The next step up the ladder was the BT-13-A, a fixed single wing trainer that the cadets called “the Vultee Vibrator.” A day in the trainer was the equivalent of taking a laxative.
Dad was in training throughout the war, advancing to pursuit fighter aircraft and light bombers. As his skills increased he was shifted through a variety of duties from towing airborne targets for aerial gunnery training to flight controller duty on the ground. Here the miraculous begins to unfold.
While working the Flight Control Center in L.A. he met Gladdy and Hilda. Off duty Gladdy and Hilda would go out night-clubbing with the flyboys and would invite homesick young men to their house for meals and socializing.

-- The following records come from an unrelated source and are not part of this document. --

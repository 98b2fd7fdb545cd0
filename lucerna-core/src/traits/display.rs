//! Status display seam

/// Monochrome status display
///
/// Drawing primitives mutate an in-memory frame only; [`show`] pushes
/// the frame over the transport in one go. Out-of-range geometry is
/// clipped silently, matching the drawing-primitive contract.
///
/// [`show`]: StatusDisplay::show
pub trait StatusDisplay {
    /// Transport error type
    type Error;

    /// Send the controller initialization sequence.
    ///
    /// Must complete once before the first [`show`](StatusDisplay::show);
    /// draw calls before that are harmless but invisible.
    fn init(&mut self) -> Result<(), Self::Error>;

    /// Zero the frame. No effect on the physical device until `show`.
    fn clear(&mut self);

    /// Draw `text` left to right with its origin at pixel (x, y).
    ///
    /// `scale` is a pixel replication factor; the cursor advances
    /// 6 * scale pixels per character.
    fn draw_string(&mut self, x: u8, y: u8, text: &str, scale: u8, on: bool);

    /// Transmit the frame to the physical controller.
    fn show(&mut self) -> Result<(), Self::Error>;
}
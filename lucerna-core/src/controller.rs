//! Event dispatch and render orchestration
//!
//! A thin controller reacting to two event sources: debounced button
//! presses and inbound serial bytes. Each event is handled to
//! completion on the main loop; the status display is redrawn on every
//! event and the matrix only when a byte arrives.

use core::fmt::Write;

use heapless::String;

use crate::state::{AppState, Button, InputEvent};
use crate::traits::{DigitMatrix, StatusDisplay, StatusLed};

/// Pixel rows of the three status lines (page aligned, 8 px glyphs)
const LINE_LED_A_Y: u8 = 8;
const LINE_LED_B_Y: u8 = 24;
const LINE_SERIAL_Y: u8 = 40;

/// Errors surfaced by the render paths
///
/// A failed transmission drops the frame; the next handled event
/// renders a fresh one. No retries.
#[derive(Debug, Clone, Copy, PartialEq, Eq)]
#[cfg_attr(feature = "defmt", derive(defmt::Format))]
pub enum ControlError<D, M> {
    /// Status display transport failed
    Display(D),
    /// LED chain transport failed
    Matrix(M),
}

/// Event dispatcher tying the input path to the render paths
pub struct Controller<D, M, LG, LB> {
    display: D,
    matrix: M,
    led_green: LG,
    led_blue: LB,
    state: AppState,
}

impl<D, M, LG, LB> Controller<D, M, LG, LB>
where
    D: StatusDisplay,
    M: DigitMatrix,
    LG: StatusLed,
    LB: StatusLed,
{
    /// Create a controller in the boot state
    pub fn new(display: D, matrix: M, led_green: LG, led_blue: LB) -> Self {
        Self {
            display,
            matrix,
            led_green,
            led_blue,
            state: AppState::new(),
        }
    }

    /// Bring the peripherals to a known state: display initialized and
    /// showing the idle status frame, matrix dark, LEDs off.
    pub fn init(&mut self) -> Result<(), ControlError<D::Error, M::Error>> {
        self.led_green.set_on(false);
        self.led_blue.set_on(false);
        self.display.init().map_err(ControlError::Display)?;
        self.matrix.clear_all().map_err(ControlError::Matrix)?;
        self.redraw()
    }

    /// Handle one input event to completion
    pub fn handle(&mut self, event: InputEvent) -> Result<(), ControlError<D::Error, M::Error>> {
        match event {
            InputEvent::Button(button) => self.on_button(button),
            InputEvent::SerialByte(byte) => self.on_serial_byte(byte),
        }
    }

    /// Shared state, as the render paths see it
    pub fn state(&self) -> &AppState {
        &self.state
    }

    fn on_button(&mut self, button: Button) -> Result<(), ControlError<D::Error, M::Error>> {
        let on = self.state.toggle(button);
        match button {
            Button::A => self.led_green.set_on(on),
            Button::B => self.led_blue.set_on(on),
        }
        #[cfg(feature = "defmt")]
        defmt::info!("button {} pressed, led now {}", button, on);
        self.redraw()
    }

    fn on_serial_byte(&mut self, byte: u8) -> Result<(), ControlError<D::Error, M::Error>> {
        self.state.last_byte = Some(byte);
        #[cfg(feature = "defmt")]
        defmt::debug!("serial byte {=u8:#x}", byte);
        self.redraw()?;
        match byte {
            b'0'..=b'9' => self
                .matrix
                .render_digit(byte - b'0')
                .map_err(ControlError::Matrix),
            _ => self.matrix.clear_all().map_err(ControlError::Matrix),
        }
    }

    /// Rebuild and transmit the status frame
    fn redraw(&mut self) -> Result<(), ControlError<D::Error, M::Error>> {
        self.display.clear();
        self.draw_flag_line(LINE_LED_A_Y, "LED A", self.state.led_green);
        self.draw_flag_line(LINE_LED_B_Y, "LED B", self.state.led_blue);

        let mut line: String<21> = String::new();
        match self.state.last_byte {
            Some(byte) if byte.is_ascii_graphic() || byte == b' ' => {
                let _ = write!(line, "RX: {}", byte as char);
            }
            Some(_) => {
                let _ = write!(line, "RX: ?");
            }
            None => {
                let _ = write!(line, "RX: -");
            }
        }
        self.display.draw_string(0, LINE_SERIAL_Y, &line, 1, true);
        self.display.show().map_err(ControlError::Display)
    }

    fn draw_flag_line(&mut self, y: u8, label: &str, on: bool) {
        let mut line: String<21> = String::new();
        let _ = write!(line, "{}: {}", label, if on { "ON" } else { "OFF" });
        self.display.draw_string(0, y, &line, 1, true);
    }
}

#[cfg(test)]
mod tests {
    use super::*;
    use crate::input::{DebounceConfig, DebounceGate};
    use std::string::String as StdString;
    use std::vec::Vec;

    #[derive(Default)]
    struct MockDisplay {
        inited: bool,
        lines: Vec<(u8, u8, StdString)>,
        shows: usize,
        fail_show: bool,
    }

    impl StatusDisplay for MockDisplay {
        type Error = ();

        fn init(&mut self) -> Result<(), ()> {
            self.inited = true;
            Ok(())
        }

        fn clear(&mut self) {
            self.lines.clear();
        }

        fn draw_string(&mut self, x: u8, y: u8, text: &str, _scale: u8, _on: bool) {
            self.lines.push((x, y, text.into()));
        }

        fn show(&mut self) -> Result<(), ()> {
            if self.fail_show {
                return Err(());
            }
            self.shows += 1;
            Ok(())
        }
    }

    impl MockDisplay {
        fn line_at(&self, y: u8) -> &str {
            self.lines
                .iter()
                .find(|(_, line_y, _)| *line_y == y)
                .map(|(_, _, text)| text.as_str())
                .unwrap_or("")
        }
    }

    #[derive(Default)]
    struct MockMatrix {
        digits: Vec<u8>,
        clears: usize,
    }

    impl DigitMatrix for MockMatrix {
        type Error = ();

        fn render_digit(&mut self, digit: u8) -> Result<(), ()> {
            self.digits.push(digit);
            Ok(())
        }

        fn clear_all(&mut self) -> Result<(), ()> {
            self.clears += 1;
            Ok(())
        }
    }

    #[derive(Default)]
    struct MockLed {
        on: bool,
    }

    impl StatusLed for MockLed {
        fn set_on(&mut self, on: bool) {
            self.on = on;
        }

        fn is_on(&self) -> bool {
            self.on
        }
    }

    type TestController = Controller<MockDisplay, MockMatrix, MockLed, MockLed>;

    fn controller() -> TestController {
        Controller::new(
            MockDisplay::default(),
            MockMatrix::default(),
            MockLed::default(),
            MockLed::default(),
        )
    }

    #[test]
    fn test_init_reaches_known_state() {
        let mut ctl = controller();
        ctl.init().unwrap();

        assert!(ctl.display.inited);
        assert_eq!(ctl.matrix.clears, 1);
        assert_eq!(ctl.display.shows, 1);
        assert!(!ctl.led_green.is_on());
        assert!(!ctl.led_blue.is_on());
        assert_eq!(ctl.display.line_at(LINE_SERIAL_Y), "RX: -");
    }

    #[test]
    fn test_button_press_toggles_led_and_redraws() {
        let mut ctl = controller();
        ctl.handle(InputEvent::Button(Button::A)).unwrap();

        assert!(ctl.state.led_green);
        assert!(ctl.led_green.is_on());
        assert!(!ctl.led_blue.is_on());
        assert_eq!(ctl.display.shows, 1);
        assert_eq!(ctl.display.line_at(LINE_LED_A_Y), "LED A: ON");
        assert_eq!(ctl.display.line_at(LINE_LED_B_Y), "LED B: OFF");
    }

    #[test]
    fn test_second_press_toggles_back_off() {
        let mut ctl = controller();
        ctl.handle(InputEvent::Button(Button::B)).unwrap();
        ctl.handle(InputEvent::Button(Button::B)).unwrap();

        assert!(!ctl.state.led_blue);
        assert!(!ctl.led_blue.is_on());
        assert_eq!(ctl.display.shows, 2);
        assert_eq!(ctl.display.line_at(LINE_LED_B_Y), "LED B: OFF");
    }

    #[test]
    fn test_serial_digit_renders_matrix_and_status() {
        let mut ctl = controller();
        ctl.handle(InputEvent::SerialByte(b'7')).unwrap();

        assert_eq!(ctl.matrix.digits, [7]);
        assert_eq!(ctl.matrix.clears, 0);
        assert_eq!(ctl.display.line_at(LINE_SERIAL_Y), "RX: 7");
    }

    #[test]
    fn test_serial_non_digit_clears_matrix() {
        let mut ctl = controller();
        ctl.handle(InputEvent::SerialByte(b'7')).unwrap();
        ctl.handle(InputEvent::SerialByte(b'*')).unwrap();

        assert_eq!(ctl.matrix.digits, [7]);
        assert_eq!(ctl.matrix.clears, 1);
        assert_eq!(ctl.display.line_at(LINE_SERIAL_Y), "RX: *");
    }

    #[test]
    fn test_non_printable_byte_shown_as_placeholder() {
        let mut ctl = controller();
        ctl.handle(InputEvent::SerialByte(0x07)).unwrap();

        assert_eq!(ctl.display.line_at(LINE_SERIAL_Y), "RX: ?");
        assert_eq!(ctl.matrix.clears, 1);
    }

    #[test]
    fn test_display_fault_drops_frame_and_recovers() {
        let mut ctl = controller();
        ctl.display.fail_show = true;
        assert_eq!(
            ctl.handle(InputEvent::Button(Button::A)),
            Err(ControlError::Display(()))
        );
        // State already flipped; the next event renders it
        assert!(ctl.state.led_green);

        ctl.display.fail_show = false;
        ctl.handle(InputEvent::SerialByte(b'1')).unwrap();
        assert_eq!(ctl.display.line_at(LINE_LED_A_Y), "LED A: ON");
    }

    #[test]
    fn test_debounced_press_scenario() {
        // Falling edges at t=0 (accepted), t=50ms (bounce), t=250ms
        // (accepted) with the standard 200ms window.
        let mut gate: DebounceGate<2> = DebounceGate::new(DebounceConfig::STANDARD);
        let mut ctl = controller();

        for (t_us, expect_on) in [(0u64, true), (50_000, true), (250_000, false)] {
            if gate.on_edge(Button::A.line(), t_us).is_some() {
                ctl.handle(InputEvent::Button(Button::A)).unwrap();
            }
            assert_eq!(ctl.state.led_green, expect_on);
            assert_eq!(ctl.led_green.is_on(), expect_on);
        }
        assert_eq!(ctl.display.shows, 2);
    }
}
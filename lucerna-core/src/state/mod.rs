//! Shared application state
//!
//! A single small record read by the render paths. Only the controller,
//! on the main loop, mutates it; the interrupt side records events
//! instead of touching state directly.

mod events;

pub use events::{Button, InputEvent};

/// Application state driven by the input events
#[derive(Debug, Clone, Copy, Default, PartialEq, Eq)]
#[cfg_attr(feature = "defmt", derive(defmt::Format))]
pub struct AppState {
    /// Green status LED flag, toggled by button A
    pub led_green: bool,
    /// Blue status LED flag, toggled by button B
    pub led_blue: bool,
    /// Last byte received on the serial console
    pub last_byte: Option<u8>,
}

impl AppState {
    /// Boot state: both LEDs off, nothing received yet
    pub const fn new() -> Self {
        Self {
            led_green: false,
            led_blue: false,
            last_byte: None,
        }
    }

    /// Flip the LED flag paired with `button`, returning the new value
    pub fn toggle(&mut self, button: Button) -> bool {
        match button {
            Button::A => {
                self.led_green = !self.led_green;
                self.led_green
            }
            Button::B => {
                self.led_blue = !self.led_blue;
                self.led_blue
            }
        }
    }
}

#[cfg(test)]
mod tests {
    use super::*;

    #[test]
    fn test_toggle_flips_only_the_paired_flag() {
        let mut state = AppState::new();
        assert!(state.toggle(Button::A));
        assert!(state.led_green);
        assert!(!state.led_blue);

        assert!(state.toggle(Button::B));
        assert!(state.led_blue);

        assert!(!state.toggle(Button::A));
        assert!(!state.led_green);
        assert!(state.led_blue);
    }
}
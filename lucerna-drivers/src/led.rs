//! GPIO status LEDs
//!
//! The board's discrete LEDs hang directly off GPIO pins. This wraps a
//! pin behind the [`StatusLed`] seam so the controller never sees pin
//! polarity.

use lucerna_core::traits::StatusLed;

/// Trait for GPIO pin abstraction
pub trait OutputPin {
    /// Set the pin high
    fn set_high(&mut self);

    /// Set the pin low
    fn set_low(&mut self);

    /// Check if the pin is set high
    fn is_set_high(&self) -> bool;
}

/// GPIO-backed status LED
///
/// Active-high by default; the active-low constructor covers LEDs that
/// sink current into the pin.
pub struct GpioLed<P> {
    pin: P,
    /// If true, LED ON = pin LOW
    inverted: bool,
    /// Current logical state (true = lit)
    on: bool,
}

impl<P: OutputPin> GpioLed<P> {
    /// Create a new GPIO status LED
    ///
    /// # Arguments
    /// - `pin`: The GPIO pin driving the LED
    /// - `inverted`: If true, the LED is lit when the pin is LOW
    pub fn new(pin: P, inverted: bool) -> Self {
        let mut led = Self {
            pin,
            inverted,
            on: false,
        };
        // LED starts dark
        led.set_on(false);
        led
    }

    /// Create a new LED with active-high wiring
    pub fn new_active_high(pin: P) -> Self {
        Self::new(pin, false)
    }

    /// Create a new LED with active-low wiring
    pub fn new_active_low(pin: P) -> Self {
        Self::new(pin, true)
    }

    /// Access the underlying pin
    pub fn pin(&self) -> &P {
        &self.pin
    }
}

impl<P: OutputPin> StatusLed for GpioLed<P> {
    fn set_on(&mut self, on: bool) {
        self.on = on;
        if on != self.inverted {
            self.pin.set_high();
        } else {
            self.pin.set_low();
        }
    }

    fn is_on(&self) -> bool {
        self.on
    }
}
//! 5x5 WS2812 matrix renderer
//!
//! Maps digit glyphs onto a serpentine-wired chain of 25 addressable
//! LEDs. Each render computes all 25 colors, repacks them into the
//! chain's GRB wire order and hands the transport one contiguous burst;
//! pixel colors are never retained between frames.

pub mod glyphs;

use lucerna_core::traits::DigitMatrix;
use smart_leds::RGB8;

pub use glyphs::{Glyph, DIGIT_GLYPHS};

/// Matrix geometry: 5 columns x 5 rows on a single serial chain
pub const MATRIX_SIZE: usize = 5;

/// LEDs on the chain
pub const LED_COUNT: usize = MATRIX_SIZE * MATRIX_SIZE;

/// Bytes per frame burst (three color bytes per LED)
pub const BURST_LEN: usize = LED_COUNT * 3;

/// Dim blue default; 25 LEDs at full white would brown out a USB supply
pub const DEFAULT_ON_COLOR: RGB8 = RGB8 { r: 0, g: 0, b: 16 };

const OFF: RGB8 = RGB8 { r: 0, g: 0, b: 0 };

/// Single-wire LED chain transport
///
/// Implementations own the bit timing: every byte goes out MSB first at
/// the chain's fixed ~800 kHz bit rate with no gaps inside the burst.
/// The chain latches the frame once the line idles for longer than one
/// bit period, so the whole slice must be written back to back.
pub trait ChainWriter {
    /// Transport error type
    type Error;

    /// Push one frame's bytes down the chain as a single burst
    fn write_burst(&mut self, bytes: &[u8]) -> Result<(), Self::Error>;
}

/// Renderer configuration
#[derive(Debug, Clone, Copy, PartialEq, Eq)]
pub struct MatrixConfig {
    /// Color of lit cells
    pub on_color: RGB8,
}

impl Default for MatrixConfig {
    fn default() -> Self {
        Self {
            on_color: DEFAULT_ON_COLOR,
        }
    }
}

/// Repack a color from the RGB API order to the chain's GRB wire order
pub fn pack_grb(color: RGB8) -> [u8; 3] {
    [color.g, color.r, color.b]
}

/// Recover the API-order color from a GRB wire triple
pub fn unpack_grb(wire: [u8; 3]) -> RGB8 {
    RGB8 {
        r: wire[1],
        g: wire[0],
        b: wire[2],
    }
}

/// Map a chain position to its (row, col) cell.
///
/// The chain enters at the top-left cell; even rows run left to right,
/// odd rows right to left. The wiring convention lives here, in one
/// place.
fn chain_to_cell(index: usize) -> (usize, usize) {
    let row = index / MATRIX_SIZE;
    let col = index % MATRIX_SIZE;
    if row % 2 == 0 {
        (row, col)
    } else {
        (row, MATRIX_SIZE - 1 - col)
    }
}

/// 5x5 addressable-LED matrix renderer
pub struct Ws2812Matrix<W> {
    chain: W,
    config: MatrixConfig,
}

impl<W: ChainWriter> Ws2812Matrix<W> {
    /// Create a renderer with the default on-color
    pub fn new(chain: W) -> Self {
        Self::with_config(chain, MatrixConfig::default())
    }

    /// Create a renderer with an explicit configuration
    pub fn with_config(chain: W, config: MatrixConfig) -> Self {
        Self { chain, config }
    }

    /// Change the lit-cell color for subsequent frames
    pub fn set_on_color(&mut self, color: RGB8) {
        self.config.on_color = color;
    }

    /// Release the underlying chain transport
    pub fn release(self) -> W {
        self.chain
    }

    /// Render the glyph for `digit`.
    ///
    /// Digits above 9 are ignored without touching the chain.
    pub fn render_digit(&mut self, digit: u8) -> Result<(), W::Error> {
        let Some(glyph) = DIGIT_GLYPHS.get(digit as usize) else {
            return Ok(());
        };

        let mut burst = [0u8; BURST_LEN];
        for index in 0..LED_COUNT {
            let (row, col) = chain_to_cell(index);
            let color = if glyphs::cell(glyph, row, col) {
                self.config.on_color
            } else {
                OFF
            };
            burst[index * 3..index * 3 + 3].copy_from_slice(&pack_grb(color));
        }
        self.chain.write_burst(&burst)
    }

    /// Black out every LED on the chain
    pub fn clear_all(&mut self) -> Result<(), W::Error> {
        self.chain.write_burst(&[0; BURST_LEN])
    }
}

impl<W: ChainWriter> DigitMatrix for Ws2812Matrix<W> {
    type Error = W::Error;

    fn render_digit(&mut self, digit: u8) -> Result<(), Self::Error> {
        Ws2812Matrix::render_digit(self, digit)
    }

    fn clear_all(&mut self) -> Result<(), Self::Error> {
        Ws2812Matrix::clear_all(self)
    }
}
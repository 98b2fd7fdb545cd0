//! SSD1306 OLED display driver
//!
//! Driver for 128x64 SSD1306-based OLED displays via I2C. A full frame
//! lives in memory; drawing primitives edit the frame only, and `show`
//! pushes it to the controller one 8-pixel page at a time.

mod font;

use embedded_hal::i2c::I2c;
use lucerna_core::traits::StatusDisplay;

/// SSD1306 I2C address (typically 0x3C, some modules strap 0x3D)
pub const DEFAULT_ADDRESS: u8 = 0x3C;

/// Display dimensions
pub const WIDTH: usize = 128;
pub const HEIGHT: usize = 64;
const PAGES: usize = HEIGHT / 8;
const BUFFER_SIZE: usize = WIDTH * PAGES;

/// Control-prefix bytes for the 2-byte transfer pattern
mod control {
    /// A single command byte follows
    pub const COMMAND: u8 = 0x00;
    /// Raw frame data follows
    pub const DATA: u8 = 0x40;
}

/// SSD1306 commands
mod cmd {
    pub const DISPLAY_OFF: u8 = 0xAE;
    pub const DISPLAY_ON: u8 = 0xAF;
    pub const ADDRESSING_MODE: u8 = 0x20;
    pub const SET_PAGE_ADDR: u8 = 0xB0;
    pub const COM_SCAN_DEC: u8 = 0xC8;
    pub const SET_LOW_COLUMN: u8 = 0x00;
    pub const SET_HIGH_COLUMN: u8 = 0x10;
    pub const SET_START_LINE: u8 = 0x40;
    pub const SET_CONTRAST: u8 = 0x81;
    pub const SET_SEG_REMAP: u8 = 0xA1;
    pub const SET_NORMAL: u8 = 0xA6;
    pub const SET_INVERSE: u8 = 0xA7;
    pub const SET_MUX_RATIO: u8 = 0xA8;
    pub const RESUME_FROM_RAM: u8 = 0xA4;
    pub const SET_DISPLAY_OFFSET: u8 = 0xD3;
    pub const SET_CLOCK_DIV: u8 = 0xD5;
    pub const SET_PRECHARGE: u8 = 0xD9;
    pub const SET_COM_PINS: u8 = 0xDA;
    pub const SET_VCOM_LEVEL: u8 = 0xDB;
    pub const SET_CHARGE_PUMP: u8 = 0x8D;
}

/// Power-up command sequence, sent byte-wise by `init`.
///
/// Horizontal addressing, remapped scan so (0, 0) is the top-left
/// corner, full contrast, internal charge pump. The order is the
/// controller's initialization contract; display-on comes last.
#[rustfmt::skip]
const INIT_SEQUENCE: [u8; 28] = [
    cmd::DISPLAY_OFF,
    cmd::ADDRESSING_MODE, 0x00,
    cmd::SET_PAGE_ADDR,
    cmd::COM_SCAN_DEC,
    cmd::SET_LOW_COLUMN,
    cmd::SET_HIGH_COLUMN,
    cmd::SET_START_LINE,
    cmd::SET_CONTRAST, 0xFF,
    cmd::SET_SEG_REMAP,
    cmd::SET_NORMAL,
    cmd::SET_MUX_RATIO, 0x3F,
    cmd::RESUME_FROM_RAM,
    cmd::SET_DISPLAY_OFFSET, 0x00,
    cmd::SET_CLOCK_DIV, 0x80,
    cmd::SET_PRECHARGE, 0xF1,
    cmd::SET_COM_PINS, 0x12,
    cmd::SET_VCOM_LEVEL, 0x20,
    cmd::SET_CHARGE_PUMP, 0x14,
    cmd::DISPLAY_ON,
];

/// SSD1306 display driver
pub struct Ssd1306<I2C> {
    i2c: I2C,
    address: u8,
    /// Frame buffer: bit (y % 8) of byte x + (y / 8) * WIDTH
    buffer: [u8; BUFFER_SIZE],
}

impl<I2C: I2c> Ssd1306<I2C> {
    /// Create a driver at the default I2C address
    pub fn new(i2c: I2C) -> Self {
        Self::with_address(i2c, DEFAULT_ADDRESS)
    }

    /// Create a driver at an explicit I2C address
    pub fn with_address(i2c: I2C, address: u8) -> Self {
        Self {
            i2c,
            address,
            buffer: [0; BUFFER_SIZE],
        }
    }

    /// Release the underlying bus
    pub fn release(self) -> I2C {
        self.i2c
    }

    /// Send the power-up sequence. Draw calls are invisible before this.
    pub fn init(&mut self) -> Result<(), I2C::Error> {
        for &byte in INIT_SEQUENCE.iter() {
            self.command(byte)?;
        }
        Ok(())
    }

    /// Send a single command byte
    fn command(&mut self, byte: u8) -> Result<(), I2C::Error> {
        self.i2c.write(self.address, &[control::COMMAND, byte])
    }

    /// Zero the frame. The device is untouched until `show`.
    pub fn clear(&mut self) {
        self.buffer.fill(0);
    }

    /// Set or clear one pixel. Out-of-range coordinates are ignored.
    pub fn draw_pixel(&mut self, x: u8, y: u8, on: bool) {
        let (x, y) = (x as usize, y as usize);
        if x >= WIDTH || y >= HEIGHT {
            return;
        }
        let index = x + (y / 8) * WIDTH;
        let mask = 1 << (y % 8);
        if on {
            self.buffer[index] |= mask;
        } else {
            self.buffer[index] &= !mask;
        }
    }

    /// Read one pixel back from the frame. Out of range reads as off.
    pub fn pixel(&self, x: u8, y: u8) -> bool {
        let (x, y) = (x as usize, y as usize);
        if x >= WIDTH || y >= HEIGHT {
            return false;
        }
        self.buffer[x + (y / 8) * WIDTH] & (1 << (y % 8)) != 0
    }

    /// Draw one 5x8 glyph with its origin at (x, y).
    ///
    /// `scale` replicates every glyph pixel into a scale x scale block.
    /// Codepoints outside the printable range and a zero scale are
    /// skipped silently.
    pub fn draw_char(&mut self, x: u8, y: u8, ch: char, scale: u8, on: bool) {
        if scale == 0 {
            return;
        }
        let Some(glyph) = font::glyph(ch) else {
            return;
        };
        let scale = scale as u16;
        for (col, &bits) in glyph.iter().enumerate() {
            for row in 0u16..8 {
                if bits & (1u8 << row) == 0 {
                    continue;
                }
                let px = x as u16 + col as u16 * scale;
                let py = y as u16 + row * scale;
                for sx in 0..scale {
                    for sy in 0..scale {
                        let (tx, ty) = (px + sx, py + sy);
                        if tx < WIDTH as u16 && ty < HEIGHT as u16 {
                            self.draw_pixel(tx as u8, ty as u8, on);
                        }
                    }
                }
            }
        }
    }

    /// Draw a string, advancing 6 * scale pixels per character
    /// (5 glyph columns plus 1 spacing column).
    pub fn draw_string(&mut self, x: u8, y: u8, text: &str, scale: u8, on: bool) {
        if scale == 0 {
            return;
        }
        let advance = 6 * scale as u16;
        let mut cursor = x as u16;
        for ch in text.chars() {
            if cursor >= WIDTH as u16 {
                break;
            }
            self.draw_char(cursor as u8, y, ch, scale, on);
            cursor += advance;
        }
    }

    /// Transmit the frame, one 8-pixel page at a time.
    ///
    /// Each page's data burst is preceded by the page-select and
    /// column-reset commands; that ordering is the controller's
    /// addressing contract.
    pub fn show(&mut self) -> Result<(), I2C::Error> {
        for page in 0..PAGES {
            self.command(cmd::SET_PAGE_ADDR | page as u8)?;
            self.command(cmd::SET_LOW_COLUMN)?;
            self.command(cmd::SET_HIGH_COLUMN)?;

            let mut burst = [0u8; WIDTH + 1];
            burst[0] = control::DATA;
            burst[1..].copy_from_slice(&self.buffer[page * WIDTH..(page + 1) * WIDTH]);
            self.i2c.write(self.address, &burst)?;
        }
        Ok(())
    }

    /// Set display contrast (0-255)
    pub fn set_contrast(&mut self, contrast: u8) -> Result<(), I2C::Error> {
        self.command(cmd::SET_CONTRAST)?;
        self.command(contrast)
    }

    /// Invert display colors without touching the frame
    pub fn set_invert(&mut self, inverted: bool) -> Result<(), I2C::Error> {
        self.command(if inverted {
            cmd::SET_INVERSE
        } else {
            cmd::SET_NORMAL
        })
    }

    /// Turn the panel on or off
    pub fn set_power(&mut self, on: bool) -> Result<(), I2C::Error> {
        self.command(if on { cmd::DISPLAY_ON } else { cmd::DISPLAY_OFF })
    }
}

impl<I2C: I2c> StatusDisplay for Ssd1306<I2C> {
    type Error = I2C::Error;

    fn init(&mut self) -> Result<(), Self::Error> {
        Ssd1306::init(self)
    }

    fn clear(&mut self) {
        Ssd1306::clear(self)
    }

    fn draw_string(&mut self, x: u8, y: u8, text: &str, scale: u8, on: bool) {
        Ssd1306::draw_string(self, x, y, text, scale, on)
    }

    fn show(&mut self) -> Result<(), Self::Error> {
        Ssd1306::show(self)
    }
}
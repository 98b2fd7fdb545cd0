//! Digit matrix seam

/// 5x5 addressable-LED digit matrix
pub trait DigitMatrix {
    /// Transport error type
    type Error;

    /// Render the glyph for `digit`.
    ///
    /// Values above 9 are ignored without touching the chain.
    fn render_digit(&mut self, digit: u8) -> Result<(), Self::Error>;

    /// Black out the whole matrix.
    fn clear_all(&mut self) -> Result<(), Self::Error>;
}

At about this point, another train filled with Midwest-American refugees pulled into Union Station and in the fullness of time, Hilda invited Mark to come over to the house. There was someone staying with her and Gladdy who she wanted him to meet.
And so Mom and Dad’s separate paths finally crossed and their meeting was…tepid.
“Mom didn’t like me much at first,” Dad said years later. “She thought I was too cocky.”
Likewise, years later, Mom added her own thoughts. “I had only been on my own for a few months,” she said. “I wanted more of that.”
But there was a war on; there was no time for more of that. Dad didn’t know when he’d be shipped out and didn’t want her to be “the girl I left behind” to be snapped up by some other guy. When he received orders for further flight training in Baton Rouge, Louisiana, he popped the big question right away. Mom went back to Ohio to think it over while Dad changed duty stations.
Mom’s family tree got its roots shaken once again when she abruptly flew the coop and caught a train for Dalhart, Texas. Fears of shame and scandal back in Dover finally were put to rest when Dad and mom were united in marriage on Christmas Day, 1943.